Среди самых ценных советов, подсказанных Тосканини, записанных в моем дневнике (22 марта 1949 года), — указание о том, как певец должен правильно выбирать место на сцене, чтобы его было лучше слышно. Вот точные слова маэстро:

— Запомни, дорогой мой, когда находишься на сцене, пой всегда в той части, где расположены струнные. Твой голос гораздо легче преодолеет барьер струнных, чем медных — в другом конце оркестра. И всегда обращайся к публике. Очень часто певца не слышно из-за дурной привычки направлять звук в кулисы.

Говоря о «Кредо» в «Отелло», он сказал:

— «Кредо» всегда старайся закончить в правой от себя части сцены, так публика будет лучше слышать тебя, и не обращай внимания на режиссеров, которые в этих вещах, к сожалению, не разбираются. Только так твой голос будет услышан в этом финале, где Верди для эффекта заканчивает фортиссимо всего оркестра. И фа-диез, — продолжал Тосканини, — в финале первой арии баритона в «Андре Шенье» будет слышно лучше, если поступишь, как я говорю. Иначе при всем этом грохоте труб, тромбонов и так далее нужно целых десять баритонов, чтобы хоть что-нибудь было слышно. Многие певцы допускают ошибку, когда на сцене поворачиваются к партнеру. В этом совсем нет никакой необходимости, потому что к партнеру достаточно обратить жест, а петь при этом обязательно нужно публике.
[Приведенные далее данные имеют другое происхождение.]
use std::time::Duration;

use async_trait::async_trait;
use base64::Engine;
use image::DynamicImage;
use serde_json::Value;

use crate::config::ConnectionConfig;
use crate::device::traits::DeviceBackend;
use crate::errors::{BotError, BotResult};
use crate::perception::types::{DeviceInfo, Point};

/// WebDriverAgent over its HTTP API. Screenshots come back in device
/// pixels while gestures take points, so coordinates are divided by the
/// pixel/point scale measured at connect time.
pub struct WebDriverBackend {
    base: String,
    client: reqwest::Client,
    screen: (u32, u32),
    session: Option<String>,
    scale: f64,
    info: Option<DeviceInfo>,
}

fn session_id(body: &Value) -> Option<String> {
    body.get("sessionId")
        .or_else(|| body.pointer("/value/sessionId"))
        .and_then(Value::as_str)
        .map(str::to_string)
}

fn window_size(body: &Value) -> Option<(f64, f64)> {
    let v = body.get("value")?;
    Some((v.get("width")?.as_f64()?, v.get("height")?.as_f64()?))
}

fn decode_screenshot(body: &Value) -> BotResult<Vec<u8>> {
    let b64 = body
        .get("value")
        .and_then(Value::as_str)
        .ok_or_else(|| BotError::WebDriver("screenshot response has no value".into()))?;
    let cleaned: String = b64.chars().filter(|c| !c.is_whitespace()).collect();
    base64::engine::general_purpose::STANDARD
        .decode(cleaned)
        .map_err(|e| BotError::WebDriver(format!("screenshot is not base64: {e}")))
}

/// WDA reports failures inside a 200 body as `value.error`.
fn check_wda_error(body: &Value) -> BotResult<()> {
    match body.pointer("/value/error").and_then(Value::as_str) {
        Some(err) => {
            let msg = body
                .pointer("/value/message")
                .and_then(Value::as_str)
                .unwrap_or_default();
            Err(BotError::WebDriver(format!("{err}: {msg}")))
        }
        None => Ok(()),
    }
}

impl WebDriverBackend {
    pub fn new(config: &ConnectionConfig) -> BotResult<Self> {
        let client = reqwest::Client::builder()
            .timeout(Duration::from_secs(config.screenshot_timeout.max(1)))
            .build()?;
        Ok(Self {
            base: config.webdriver_url.trim_end_matches('/').to_string(),
            client,
            screen: (config.screen_width, config.screen_height),
            session: None,
            scale: 1.0,
            info: None,
        })
    }

    fn session(&self) -> BotResult<&str> {
        self.session
            .as_deref()
            .ok_or_else(|| BotError::Connection("no WebDriverAgent session".into()))
    }

    async fn call(&self, method: reqwest::Method, path: &str, body: Option<Value>) -> BotResult<Value> {
        let url = format!("{}{}", self.base, path);
        tracing::debug!(%method, %url, "WDA request");
        let mut req = self.client.request(method, &url);
        if let Some(b) = body {
            req = req.json(&b);
        }
        let response = req.send().await?;
        if !response.status().is_success() {
            let status = response.status();
            let text = response.text().await.unwrap_or_default();
            return Err(BotError::WebDriver(format!("{path}: {status}: {text}")));
        }
        let value: Value = response.json().await?;
        check_wda_error(&value)?;
        Ok(value)
    }

    fn to_points(&self, p: Point) -> (f64, f64) {
        (p.x as f64 / self.scale, p.y as f64 / self.scale)
    }

    async fn fetch_screenshot(&self) -> BotResult<DynamicImage> {
        let body = self.call(reqwest::Method::GET, "/screenshot", None).await?;
        let bytes = decode_screenshot(&body)?;
        tokio::task::spawn_blocking(move || image::load_from_memory(&bytes))
            .await
            .map_err(|e| BotError::Screenshot(format!("decode task failed: {e}")))?
            .map_err(BotError::from)
    }
}

#[async_trait]
impl DeviceBackend for WebDriverBackend {
    fn name(&self) -> &str {
        "webdriver"
    }

    async fn connect(&mut self) -> BotResult<DeviceInfo> {
        let status = self
            .call(reqwest::Method::GET, "/status", None)
            .await
            .map_err(|e| BotError::Connection(format!("WebDriverAgent unreachable at {}: {e}", self.base)))?;

        let created = self
            .call(
                reqwest::Method::POST,
                "/session",
                Some(serde_json::json!({ "capabilities": { "alwaysMatch": {} } })),
            )
            .await?;
        let sid = session_id(&created)
            .ok_or_else(|| BotError::WebDriver("session response has no sessionId".into()))?;
        self.session = Some(sid.clone());

        let size = self
            .call(reqwest::Method::GET, &format!("/session/{sid}/window/size"), None)
            .await
            .ok()
            .and_then(|b| window_size(&b));
        if let Some((w_pt, _)) = size {
            let shot = self.fetch_screenshot().await?;
            if w_pt > 0.0 {
                self.scale = shot.width() as f64 / w_pt;
            }
            self.screen = (shot.width(), shot.height());
        }

        let ios_version = status
            .pointer("/value/os/version")
            .and_then(Value::as_str)
            .unwrap_or_default()
            .to_string();
        let name = status
            .pointer("/value/device")
            .and_then(Value::as_str)
            .unwrap_or("iPad")
            .to_string();
        let info = DeviceInfo {
            udid: sid,
            name,
            ios_version,
            model: "webdriveragent".into(),
            screen_size: self.screen,
            scale_factor: self.scale as f32,
            is_connected: true,
            connection_type: "webdriver".into(),
        };
        tracing::info!(session = %info.udid, scale = self.scale, "WebDriverAgent session created");
        self.info = Some(info.clone());
        Ok(info)
    }

    async fn disconnect(&mut self) -> BotResult<()> {
        self.info = None;
        if let Some(sid) = self.session.take() {
            if let Err(e) = self
                .call(reqwest::Method::DELETE, &format!("/session/{sid}"), None)
                .await
            {
                tracing::warn!(error = %e, "failed to close WDA session");
            }
        }
        Ok(())
    }

    fn is_connected(&self) -> bool {
        self.session.is_some()
    }

    fn device_info(&self) -> Option<&DeviceInfo> {
        self.info.as_ref()
    }

    async fn screenshot(&mut self) -> BotResult<DynamicImage> {
        self.session()?;
        self.fetch_screenshot().await
    }

    async fn tap(&mut self, x: i32, y: i32) -> BotResult<()> {
        let sid = self.session()?.to_string();
        let (px, py) = self.to_points(Point::new(x, y));
        self.call(
            reqwest::Method::POST,
            &format!("/session/{sid}/wda/tap/0"),
            Some(serde_json::json!({ "x": px, "y": py })),
        )
        .await
        .map(|_| ())
    }

    async fn swipe(&mut self, from: Point, to: Point, duration: Duration) -> BotResult<()> {
        let sid = self.session()?.to_string();
        let (fx, fy) = self.to_points(from);
        let (tx, ty) = self.to_points(to);
        self.call(
            reqwest::Method::POST,
            &format!("/session/{sid}/wda/dragfromtoforduration"),
            Some(serde_json::json!({
                "fromX": fx,
                "fromY": fy,
                "toX": tx,
                "toY": ty,
                "duration": duration.as_secs_f64(),
            })),
        )
        .await
        .map(|_| ())
    }

    async fn long_press(&mut self, at: Point, duration: Duration) -> BotResult<()> {
        let sid = self.session()?.to_string();
        let (x, y) = self.to_points(at);
        self.call(
            reqwest::Method::POST,
            &format!("/session/{sid}/wda/touchAndHold"),
            Some(serde_json::json!({ "x": x, "y": y, "duration": duration.as_secs_f64() })),
        )
        .await
        .map(|_| ())
    }

    async fn home(&mut self) -> BotResult<()> {
        self.call(reqwest::Method::POST, "/wda/homescreen", None)
            .await
            .map(|_| ())
    }

    fn screen_size(&self) -> (u32, u32) {
        self.screen
    }
}

#[cfg(test)]
mod tests {
    use super::*;
    use serde_json::json;

    #[test]
    fn session_id_from_either_location() {
        assert_eq!(session_id(&json!({"sessionId": "abc"})).as_deref(), Some("abc"));
        assert_eq!(
            session_id(&json!({"value": {"sessionId": "def", "capabilities": {}}})).as_deref(),
            Some("def")
        );
        assert_eq!(session_id(&json!({"value": {}})), None);
    }

    #[test]
    fn window_size_reads_points() {
        assert_eq!(
            window_size(&json!({"value": {"width": 1366, "height": 1024}})),
            Some((1366.0, 1024.0))
        );
        assert_eq!(window_size(&json!({"value": null})), None);
    }

    #[test]
    fn screenshot_value_is_decoded() {
        let encoded = base64::engine::general_purpose::STANDARD.encode(b"\x89PNG-data");
        let wrapped = format!("{}\n{}", &encoded[..4], &encoded[4..]);
        assert_eq!(decode_screenshot(&json!({"value": wrapped})).unwrap(), b"\x89PNG-data");
        assert!(decode_screenshot(&json!({"value": 5})).is_err());
    }

    #[test]
    fn wda_error_in_body_is_reported() {
        let body = json!({"value": {"error": "invalid session id", "message": "Session does not exist"}});
        let err = check_wda_error(&body).unwrap_err();
        assert!(err.to_string().contains("invalid session id"));
        assert!(check_wda_error(&json!({"value": null})).is_ok());
    }

    #[tokio::test]
    async fn points_scale_with_retina_factor() {
        let mut backend = WebDriverBackend::new(&ConnectionConfig::default()).unwrap();
        backend.scale = 2.0;
        assert_eq!(backend.to_points(Point::new(2732, 1001)), (1366.0, 500.5));
        assert!(matches!(backend.tap(1, 1).await, Err(BotError::Connection(_))));
    }
}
Маэстро не терпел певцов, которые слишком много жестикулируют. Он рассказал забавную историю про одного тенора в Парме, который, исполняя арию в «Кармен», обычно двигал руками то вправо, то влево, так что кто-то из публики даже крикнул: «Эй, тенор, ты что, измеряешь холст на заднике?» По этому же поводу и связи с привычкой много двигаться на сцене '— маэстро вспомнил о великом Карузо, который то ли из-за своего темперамента, то ли потому, что ему никто никогда не осмеливался ничего подсказать, в последнем акте «Кармен» волновался, слишком много бегал по сцене и не мог убедить публику, что ему, конечно, удалось бы сделать, будь он менее суетлив.